Commentary: End-of-life planning moves to the forefront

By Kim Callinan

Thousands of Americans have died from coronavirus, with countless heartbreaking stories.

Many families have been separated from a loved one who dies alone in a hospital bed. Health systems are making unfathomable decisions about rationing the limited supply of ventilators. Families are left to make spur-of-the-moment, life-altering decisions about the care of a loved one, despite having never discussed their loved one’s preferences.

There is unprecedented and urgent need for people to engage in informed, educated end-of-life care discussions. If more individuals take charge of their end-of-life care wishes, fewer doctors and loved ones will be forced to make gut-wrenching, life- and death-decisions for coronavirus patients.

That is why on April 16, National Healthcare Decision Day, Compassion & Choices is calling on Americans to take charge of their end-of-life care plans. This call to action is not limited to completing an advanced directive and identifying a healthcare proxy who will fulfill your end-of-life care wishes if you are unable to speak for yourself; it’s also about contemplating the care you would want if you contract the life-threatening coronavirus.

There is no one size-fits-all answer to end-of-life care decisions. A person who is already terminally ill may make a different healthcare decision than a healthy young person.

Likewise, some people may value quantity of life and others quality of life. Either way, people should be contemplating questions such as:

• If I begin to have difficulty breathing from COVID-19, would I prefer to be in the hospital with immediate access to state-of-the-art, life-saving interventions and around-the-clock medical professionals, but isolated from my loved ones? Or would I want to explore with my healthcare provider whether I can be cared for in the comfort of my home?
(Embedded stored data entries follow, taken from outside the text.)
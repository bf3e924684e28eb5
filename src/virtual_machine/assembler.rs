//! Assembly language parser and object builder.
//!
//! # Syntax
//!
//! ```text
//! DAT 2312 320            ; data words
//! INS
//!       load 0 load 1
//! loop: eqzjp @done       ; label definition and reference
//!       swap over mod
//!       jump @loop
//! done: drop out
//! ```
//!
//! - `;` starts a comment that runs to the end of the line
//! - Tokens are separated by whitespace; layout is free
//! - `DAT` opens the data section: decimal `u32` words
//! - `INS` opens the instruction section, where every token is one byte:
//!   a lowercase mnemonic, a decimal byte literal, or a label reference `@name`
//! - `name:` marks the current instruction offset and emits nothing
//!
//! Labels may be used before they are defined; they are resolved in a second
//! pass once every offset is known.

use crate::virtual_machine::errors::VMError;
use crate::virtual_machine::isa::Instruction;
use crate::virtual_machine::program::{MAX_SEGMENT_LEN, ProgramImage};
use std::collections::HashMap;
use std::fmt::Write;
use std::fs;
use std::path::Path;

const COMMENT_CHAR: char = ';';
const LABEL_SUFFIX: char = ':';
const LABEL_REF_PREFIX: char = '@';
const SECTION_DATA: &str = "DAT";
const SECTION_CODE: &str = "INS";

/// Which part of the source we are in.
#[derive(Debug, Clone, Copy, PartialEq, Eq)]
enum Section {
    /// Before the `DAT` marker.
    None,
    Data,
    Code,
}

#[derive(Debug, Clone, Copy)]
struct Token<'a> {
    text: &'a str,
    /// 1-based source line.
    line: usize,
}

/// Splits source into tokens, dropping comments.
fn tokenize(source: &str) -> Vec<Token<'_>> {
    source
        .lines()
        .enumerate()
        .flat_map(|(idx, raw)| {
            let code = raw.split(COMMENT_CHAR).next().unwrap_or("");
            code.split_whitespace()
                .map(move |text| Token { text, line: idx + 1 })
        })
        .collect()
}

/// One instruction-section byte before label resolution.
#[derive(Debug, Clone)]
enum Item {
    Byte(u8),
    LabelRef(String),
}

/// Label table and emitted items for the instruction section.
#[derive(Default)]
struct AsmContext {
    labels: HashMap<String, usize>,
    items: Vec<(usize, Item)>,
}

impl AsmContext {
    /// Registers a label at the current offset.
    fn define_label(&mut self, name: &str) -> Result<(), VMError> {
        if name.is_empty() || self.labels.contains_key(name) {
            return Err(VMError::DuplicateLabel {
                label: name.to_string(),
            });
        }
        self.labels.insert(name.to_string(), self.items.len());
        Ok(())
    }

    fn resolve_label(&self, name: &str) -> Result<u8, VMError> {
        let offset = self
            .labels
            .get(name)
            .copied()
            .ok_or(VMError::UndefinedLabel {
                label: name.to_string(),
            })?;
        u8::try_from(offset).map_err(|_| VMError::ValueOutOfRange {
            value: format!("@{name} = {offset}"),
            max: u8::MAX as u64,
        })
    }
}

fn at_line(line: usize) -> impl Fn(VMError) -> VMError {
    move |err| VMError::AssemblyError {
        line,
        source: Box::new(err),
    }
}

fn parse_word(text: &str) -> Result<u32, VMError> {
    text.parse::<u32>().map_err(|_| VMError::ValueOutOfRange {
        value: text.to_string(),
        max: u32::MAX as u64,
    })
}

/// Parses one instruction-section token that is not a label definition.
fn parse_code_token(text: &str) -> Result<Item, VMError> {
    if let Some(label) = text.strip_prefix(LABEL_REF_PREFIX) {
        return Ok(Item::LabelRef(label.to_string()));
    }
    if let Some(instr) = Instruction::from_mnemonic(text) {
        return Ok(Item::Byte(instr as u8));
    }
    if text.bytes().all(|b| b.is_ascii_digit()) {
        return text
            .parse::<u8>()
            .map(Item::Byte)
            .map_err(|_| VMError::ValueOutOfRange {
                value: text.to_string(),
                max: u8::MAX as u64,
            });
    }
    Err(VMError::InvalidInstructionName {
        name: text.to_string(),
    })
}

/// Assemble a full source string into a program image.
///
/// Uses two passes:
/// 1. Split sections, parse data words, record label offsets
/// 2. Resolve label references into instruction bytes
pub fn assemble_source(source: impl AsRef<str>) -> Result<ProgramImage, VMError> {
    let tokens = tokenize(source.as_ref());

    let mut section = Section::None;
    let mut data = Vec::new();
    let mut ctx = AsmContext::default();

    for tok in tokens {
        match (section, tok.text) {
            (Section::None, SECTION_DATA) => section = Section::Data,
            (Section::None, _) => {
                return Err(at_line(tok.line)(VMError::MissingSection {
                    section: SECTION_DATA,
                }));
            }
            (Section::Data, SECTION_CODE) => section = Section::Code,
            (Section::Data, text) => data.push(parse_word(text).map_err(at_line(tok.line))?),
            (Section::Code, text) => {
                if let Some(label) = text.strip_suffix(LABEL_SUFFIX) {
                    ctx.define_label(label).map_err(at_line(tok.line))?;
                } else {
                    let item = parse_code_token(text).map_err(at_line(tok.line))?;
                    ctx.items.push((tok.line, item));
                }
            }
        }
    }

    match section {
        Section::None => {
            return Err(VMError::MissingSection {
                section: SECTION_DATA,
            });
        }
        Section::Data => {
            return Err(VMError::MissingSection {
                section: SECTION_CODE,
            });
        }
        Section::Code => {}
    }

    if data.len() > MAX_SEGMENT_LEN {
        return Err(VMError::SegmentTooLarge {
            section: "data",
            len: data.len(),
        });
    }
    if ctx.items.len() > MAX_SEGMENT_LEN {
        return Err(VMError::SegmentTooLarge {
            section: "instruction",
            len: ctx.items.len(),
        });
    }

    let code = ctx
        .items
        .iter()
        .map(|(line, item)| match item {
            Item::Byte(b) => Ok(*b),
            Item::LabelRef(name) => ctx.resolve_label(name).map_err(at_line(*line)),
        })
        .collect::<Result<Vec<u8>, VMError>>()?;

    ProgramImage::new(data, code)
}

/// Convenience: assemble directly from file path
pub fn assemble_file<P: AsRef<Path>>(path: P) -> Result<ProgramImage, VMError> {
    let path = path.as_ref();
    let source = fs::read_to_string(path).map_err(|e| VMError::Io {
        reason: format!("{}: {}", path.display(), e),
    })?;
    assemble_source(source)
}

/// Formats a compiler-style diagnostic for an assembly failure.
///
/// Errors without a line number render as a single `error:` line.
pub fn render_diagnostic(file: &str, source: &str, err: &VMError) -> String {
    let VMError::AssemblyError { line, source: cause } = err else {
        return format!("error: {err}");
    };

    let mut diag = String::new();
    let _ = writeln!(diag, "error: {cause}");
    let _ = writeln!(diag, " --> {file}:{line}");
    if let Some(raw_line) = source.lines().nth(line.saturating_sub(1)) {
        let _ = writeln!(diag, "  |");
        let _ = writeln!(diag, "{:>4} | {}", line, raw_line.trim_end_matches('\r'));
    }
    diag
}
• If my disease progresses and less invasive treatments are no longer working, do I want to go to the hospital and attempt additional life-saving treatments? Or would I prefer to forgo life-prolonging treatments and instead choose comfort care, so that I can die at home?

• If I end up at the hospital, do I want the doctors to attempt to extend my life using mechanical ventilation?

With mechanical ventilation, you are put into a medically induced coma, a tube is placed down your throat, and you remain on life support until you are able to breathe on your own. At least half of COVID-19 patients who require ventilators don’t survive, and the rate of survival is lower for older people, those with other health conditions and the longer you are on the ventilator.

• Do I want doctors to attempt to restart my heart through resuscitation? During CPR, you receive compressions (pushing) on your chest, forced breaths, and perhaps electrical shocks and drugs. If your heart and breathing are stopped for a while, brain damage may occur. After CPR, you could need to be on mechanical ventilation. Some research suggests that only 10-20% of all people who get CPR will survive and recover enough to leave the hospital. provides free end-of-life care fact sheets and planning tools including a COVID-19-specific planning guide to help you navigate your care options, so that you can die on your own terms.

The only wrong answer with end-of-life care planning is failing to act. Taking action now will reduce the guilt and guesswork from caregiving for your loved ones and decrease the likelihood you will needlessly suffer when you die at life’s inevitable end.

Kim Callinan is president & CEO of Compassion & Choices, the nation’s oldest and largest end-of-life care non-profit advocacy organization.